= Data under study =
──────────────────────────────
//! In-process binding: requests go straight through a receive pipeline.

use std::sync::Arc;

use async_trait::async_trait;
use uuid::Uuid;

use super::Result;
use crate::handler::{ClientRequestHandler, QueryHandler};
use crate::pipeline::{ReceiveContext, ReceiveNext, ReceivedPipelineBehavior};
use crate::wire::{Request, Response};

/// Answers requests for one tag from a local [`QueryHandler`].
pub struct LocalRequestHandler {
    tag: String,
    query: Arc<dyn QueryHandler>,
    behaviors: Vec<Arc<dyn ReceivedPipelineBehavior>>,
}

impl LocalRequestHandler {
    pub fn new(tag: impl Into<String>, query: Arc<dyn QueryHandler>) -> Self {
        Self {
            tag: tag.into(),
            query,
            behaviors: Vec::new(),
        }
    }

    pub fn with_behaviors(mut self, behaviors: Vec<Arc<dyn ReceivedPipelineBehavior>>) -> Self {
        self.behaviors = behaviors;
        self
    }
}

#[async_trait]
impl ClientRequestHandler for LocalRequestHandler {
    async fn send(&self, request: Request) -> Result<Response> {
        Ok(ReceiveNext::new(&self.behaviors, self.query.as_ref())
            .run(ReceiveContext {
                tag: self.tag.clone(),
                correlation_id: Uuid::new_v4(),
                request,
            })
            .await)
    }
}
──────────────────────────────
From the line containing "use super::Result;" down to the last line of the records above, print every line exactly, with both ends kept.

= Output of the exercise =
use super::Result;
use crate::handler::{ClientRequestHandler, QueryHandler};
use crate::pipeline::{ReceiveContext, ReceiveNext, ReceivedPipelineBehavior};
use crate::wire::{Request, Response};

/// Answers requests for one tag from a local [`QueryHandler`].
pub struct LocalRequestHandler {
    tag: String,
    query: Arc<dyn QueryHandler>,
    behaviors: Vec<Arc<dyn ReceivedPipelineBehavior>>,
}

impl LocalRequestHandler {
    pub fn new(tag: impl Into<String>, query: Arc<dyn QueryHandler>) -> Self {
        Self {
            tag: tag.into(),
            query,
            behaviors: Vec::new(),
        }
    }

    pub fn with_behaviors(mut self, behaviors: Vec<Arc<dyn ReceivedPipelineBehavior>>) -> Self {
        self.behaviors = behaviors;
        self
    }
}

#[async_trait]
impl ClientRequestHandler for LocalRequestHandler {
    async fn send(&self, request: Request) -> Result<Response> {
        Ok(ReceiveNext::new(&self.behaviors, self.query.as_ref())
            .run(ReceiveContext {
                tag: self.tag.clone(),
                correlation_id: Uuid::new_v4(),
                request,
            })
            .await)
    }
}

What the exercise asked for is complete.